■ **Problem**: Look through the lines below, find those with the word "band", and copy them.

■ **The records**:
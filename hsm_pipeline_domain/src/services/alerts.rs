// /////////////////////////////////////////////////////////////////////////////
// HSM Pipeline
// Copyright (c) 2025 Michael Gardner, A Bit of Help, Inc.
// SPDX-License-Identifier: BSD-3-Clause
// See LICENSE file in the project root.
// /////////////////////////////////////////////////////////////////////////////

//! # Alert Rules and Emission
//!
//! An [`AlertRule`] pairs a predicate over entry attributes with the mask
//! of attributes the predicate needs. The reporting stage evaluates rules
//! in order against each operation's attribute set and hands the first
//! match to the [`AlertEmitter`] out of band; emission never blocks the
//! pipeline and its failure never affects routing.

use async_trait::async_trait;
use std::fmt;
use std::sync::Arc;

use crate::entities::{AttrMask, EntryAttributes, EntryId};

/// Predicate over an entry's identity and attributes.
pub type AlertPredicate = Arc<dyn Fn(&EntryId, &EntryAttributes) -> bool + Send + Sync>;

/// One configured alert: title, required attributes, a human-readable
/// rendering of the predicate, and the predicate itself.
#[derive(Clone)]
pub struct AlertRule {
    title: Option<String>,
    description: String,
    mask: AttrMask,
    predicate: AlertPredicate,
}

impl AlertRule {
    pub fn new(
        title: Option<String>,
        description: impl Into<String>,
        mask: AttrMask,
        predicate: AlertPredicate,
    ) -> Self {
        Self {
            title,
            description: description.into(),
            mask,
            predicate,
        }
    }

    pub fn title(&self) -> Option<&str> {
        self.title.as_deref()
    }

    /// Human-readable predicate text, used in the alert body.
    pub fn description(&self) -> &str {
        &self.description
    }

    /// Attributes the predicate reads. Entries lacking any of them are
    /// skipped for this rule.
    pub fn required_mask(&self) -> AttrMask {
        self.mask
    }

    /// True when the entry carries every required attribute and the
    /// predicate holds.
    pub fn matches(&self, id: &EntryId, attrs: &EntryAttributes) -> bool {
        attrs.has(self.mask) && (self.predicate)(id, attrs)
    }
}

impl fmt::Debug for AlertRule {
    fn fmt(&self, f: &mut fmt::Formatter<'_>) -> fmt::Result {
        f.debug_struct("AlertRule")
            .field("title", &self.title)
            .field("description", &self.description)
            .field("mask", &self.mask)
            .finish()
    }
}

/// A matched alert, ready for delivery.
#[derive(Debug, Clone, PartialEq, Eq)]
pub struct EntryAlert {
    pub title: Option<String>,
    /// Rendering of the matched predicate.
    pub predicate: String,
    /// Entry identity: full path when known, printed id otherwise.
    pub entry: String,
    /// Dump of the attributes the predicate read.
    pub values: String,
}

/// Out-of-band alert delivery. Implementations log their own failures;
/// emission is best-effort by contract.
#[async_trait]
pub trait AlertEmitter: Send + Sync {
    async fn raise(&self, alert: EntryAlert);
}

#[cfg(test)]
mod tests {
    use super::*;

    fn size_rule(threshold: u64) -> AlertRule {
        AlertRule::new(
            Some("large file".to_string()),
            format!("size > {}", threshold),
            AttrMask::SIZE,
            Arc::new(move |_, attrs| attrs.size().is_some_and(|s| s > threshold)),
        )
    }

    #[test]
    fn test_rule_skips_entry_missing_required_attrs() {
        let rule = size_rule(100);
        let attrs = EntryAttributes::new();
        assert!(!rule.matches(&EntryId::new(1, 1), &attrs));
    }

    #[test]
    fn test_rule_matches_on_predicate() {
        let rule = size_rule(100);
        let mut attrs = EntryAttributes::new();
        attrs.set_size(500);
        assert!(rule.matches(&EntryId::new(1, 1), &attrs));

        attrs.set_size(50);
        assert!(!rule.matches(&EntryId::new(1, 1), &attrs));
    }
}
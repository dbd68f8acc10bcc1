// /////////////////////////////////////////////////////////////////////////////
// HSM Pipeline
// Copyright (c) 2025 Michael Gardner, A Bit of Help, Inc.
// SPDX-License-Identifier: BSD-3-Clause
// See LICENSE file in the project root.
// /////////////////////////////////////////////////////////////////////////////

//! # Catalog Port
//!
//! Operational contract of the namespace-mirror store. Reads are masked: a
//! `get` fetches only the fields named by the caller's [`AttrMask`], and
//! the returned record's mask tells the caller which of those the backend
//! actually had. Writes honor the record's mask the same way: unmasked
//! fields are never touched.
//!
//! The pipeline tolerates backend failures: stage handlers log catalog
//! errors and keep routing, so an implementation should return an error
//! rather than retry indefinitely.

use async_trait::async_trait;

use crate::entities::{AttrMask, EntryAttributes, EntryId};
use crate::error::PipelineError;

/// Name of the persisted variable recording the last completed scan, as a
/// decimal seconds-since-epoch string.
pub const LAST_SCAN_VAR: &str = "LastScan";

/// Row filter for mass operations.
#[derive(Debug, Clone, Copy, PartialEq, Eq)]
pub enum CatalogFilter {
    /// Rows whose metadata was last refreshed strictly before the given
    /// time, i.e. rows not seen by the scan that started then.
    MdUpdateBefore(i64),
}

/// The relational backing store for the namespace mirror.
#[async_trait]
pub trait Catalog: Send + Sync {
    /// Fetches the fields named by `mask` for `id`. Returns `Ok(None)`
    /// when the entry is not in the catalog.
    async fn get(
        &self,
        id: &EntryId,
        mask: AttrMask,
    ) -> Result<Option<EntryAttributes>, PipelineError>;

    /// Cheap existence check, for callers that need no attributes.
    async fn exists(&self, id: &EntryId) -> Result<bool, PipelineError>;

    /// Whether a striping record exists for `id`.
    async fn check_stripe(&self, id: &EntryId) -> Result<bool, PipelineError>;

    /// Inserts a row with the masked fields of `attrs`.
    async fn insert(&self, id: &EntryId, attrs: &EntryAttributes) -> Result<(), PipelineError>;

    /// Upserts the masked fields of `attrs` into the row for `id`.
    async fn update(&self, id: &EntryId, attrs: &EntryAttributes) -> Result<(), PipelineError>;

    /// Deletes the row (and its striping record) for `id`.
    async fn remove(&self, id: &EntryId) -> Result<(), PipelineError>;

    /// Moves the row to the deferred-removal queue, retaining `fullpath`
    /// when known, for backend cleanup after `deadline` (seconds since
    /// epoch).
    async fn soft_remove(
        &self,
        id: &EntryId,
        fullpath: Option<&str>,
        deadline: i64,
    ) -> Result<(), PipelineError>;

    /// Deletes every row matching `filter`; returns the number removed.
    async fn mass_remove(&self, filter: &CatalogFilter) -> Result<u64, PipelineError>;

    /// Persists a named variable.
    async fn set_var(&self, name: &str, value: &str) -> Result<(), PipelineError>;

    /// Reads a named variable, if present.
    async fn get_var(&self, name: &str) -> Result<Option<String>, PipelineError>;

    /// Toggles forced-commit mode. While enabled, every mutation commits
    /// immediately; while disabled, the backend may batch mutations into
    /// larger transactions. Backends without batching treat this as a
    /// no-op.
    async fn force_commit(&self, enable: bool) -> Result<(), PipelineError>;
}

■ **Written solution**:
//! match to the [`AlertEmitter`] out of band; emission never blocks the
/// Out-of-band alert delivery. Implementations log their own failures;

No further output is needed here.